The reply should consist of one number, the count of lines below in which the word "confirmed" appears.

━━━━━━━━

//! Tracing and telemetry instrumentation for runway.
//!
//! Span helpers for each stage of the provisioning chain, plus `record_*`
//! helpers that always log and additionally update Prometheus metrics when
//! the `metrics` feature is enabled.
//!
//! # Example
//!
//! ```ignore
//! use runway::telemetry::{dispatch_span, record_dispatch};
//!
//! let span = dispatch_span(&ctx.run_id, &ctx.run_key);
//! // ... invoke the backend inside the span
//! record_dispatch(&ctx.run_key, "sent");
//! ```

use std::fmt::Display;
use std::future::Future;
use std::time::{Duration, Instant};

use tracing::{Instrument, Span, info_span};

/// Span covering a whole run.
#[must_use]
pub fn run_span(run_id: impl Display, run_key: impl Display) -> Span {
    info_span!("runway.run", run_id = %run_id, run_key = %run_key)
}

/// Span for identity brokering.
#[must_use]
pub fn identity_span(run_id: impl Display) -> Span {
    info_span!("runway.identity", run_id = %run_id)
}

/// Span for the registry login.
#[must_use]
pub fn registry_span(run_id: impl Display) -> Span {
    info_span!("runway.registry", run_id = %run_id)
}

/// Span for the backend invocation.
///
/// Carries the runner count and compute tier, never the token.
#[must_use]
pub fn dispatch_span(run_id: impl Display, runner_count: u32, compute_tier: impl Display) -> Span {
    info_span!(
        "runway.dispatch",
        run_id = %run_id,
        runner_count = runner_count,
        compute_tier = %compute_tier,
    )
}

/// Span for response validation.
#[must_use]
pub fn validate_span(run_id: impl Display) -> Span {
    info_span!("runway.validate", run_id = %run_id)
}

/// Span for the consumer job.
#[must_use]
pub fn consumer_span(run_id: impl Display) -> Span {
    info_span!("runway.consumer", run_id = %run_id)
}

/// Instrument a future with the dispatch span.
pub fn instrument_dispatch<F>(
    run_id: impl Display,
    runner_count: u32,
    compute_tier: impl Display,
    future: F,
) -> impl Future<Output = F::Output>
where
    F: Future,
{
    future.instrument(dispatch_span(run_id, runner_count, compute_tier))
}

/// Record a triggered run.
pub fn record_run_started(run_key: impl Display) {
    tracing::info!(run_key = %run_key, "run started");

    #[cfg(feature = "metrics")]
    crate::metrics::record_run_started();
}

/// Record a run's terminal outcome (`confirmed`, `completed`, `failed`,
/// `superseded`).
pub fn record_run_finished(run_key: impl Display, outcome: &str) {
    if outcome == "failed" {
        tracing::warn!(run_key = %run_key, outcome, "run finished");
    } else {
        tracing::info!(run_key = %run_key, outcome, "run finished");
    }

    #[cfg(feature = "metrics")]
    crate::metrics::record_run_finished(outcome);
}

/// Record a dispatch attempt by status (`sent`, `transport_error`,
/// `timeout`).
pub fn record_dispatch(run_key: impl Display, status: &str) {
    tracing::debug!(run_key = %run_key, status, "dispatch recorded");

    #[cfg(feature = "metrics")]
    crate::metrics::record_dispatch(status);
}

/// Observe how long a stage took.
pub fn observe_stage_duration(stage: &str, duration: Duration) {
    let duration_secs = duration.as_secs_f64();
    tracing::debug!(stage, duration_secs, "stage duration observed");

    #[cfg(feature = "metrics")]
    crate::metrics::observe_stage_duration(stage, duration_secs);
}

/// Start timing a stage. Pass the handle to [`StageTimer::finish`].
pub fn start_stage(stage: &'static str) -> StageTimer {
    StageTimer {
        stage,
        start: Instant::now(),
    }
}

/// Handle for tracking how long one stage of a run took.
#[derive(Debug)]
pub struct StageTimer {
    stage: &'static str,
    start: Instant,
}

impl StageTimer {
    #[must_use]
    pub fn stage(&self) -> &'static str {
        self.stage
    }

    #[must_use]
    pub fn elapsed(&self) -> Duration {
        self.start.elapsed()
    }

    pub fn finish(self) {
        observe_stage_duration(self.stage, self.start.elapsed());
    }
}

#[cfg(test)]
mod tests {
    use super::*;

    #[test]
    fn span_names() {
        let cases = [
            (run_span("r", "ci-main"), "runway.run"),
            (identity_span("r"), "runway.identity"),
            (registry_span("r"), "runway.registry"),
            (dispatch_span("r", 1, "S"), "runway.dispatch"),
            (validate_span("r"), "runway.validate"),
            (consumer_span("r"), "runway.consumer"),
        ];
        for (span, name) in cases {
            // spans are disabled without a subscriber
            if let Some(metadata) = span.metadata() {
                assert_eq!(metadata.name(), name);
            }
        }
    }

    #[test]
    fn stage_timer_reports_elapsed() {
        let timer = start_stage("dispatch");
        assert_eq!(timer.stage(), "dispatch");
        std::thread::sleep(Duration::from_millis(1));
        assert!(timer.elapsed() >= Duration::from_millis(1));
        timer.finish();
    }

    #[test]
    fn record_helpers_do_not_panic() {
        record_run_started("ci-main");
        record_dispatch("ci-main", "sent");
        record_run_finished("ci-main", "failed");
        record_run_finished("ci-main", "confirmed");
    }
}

━━━━━━━━

Exercise solution → 2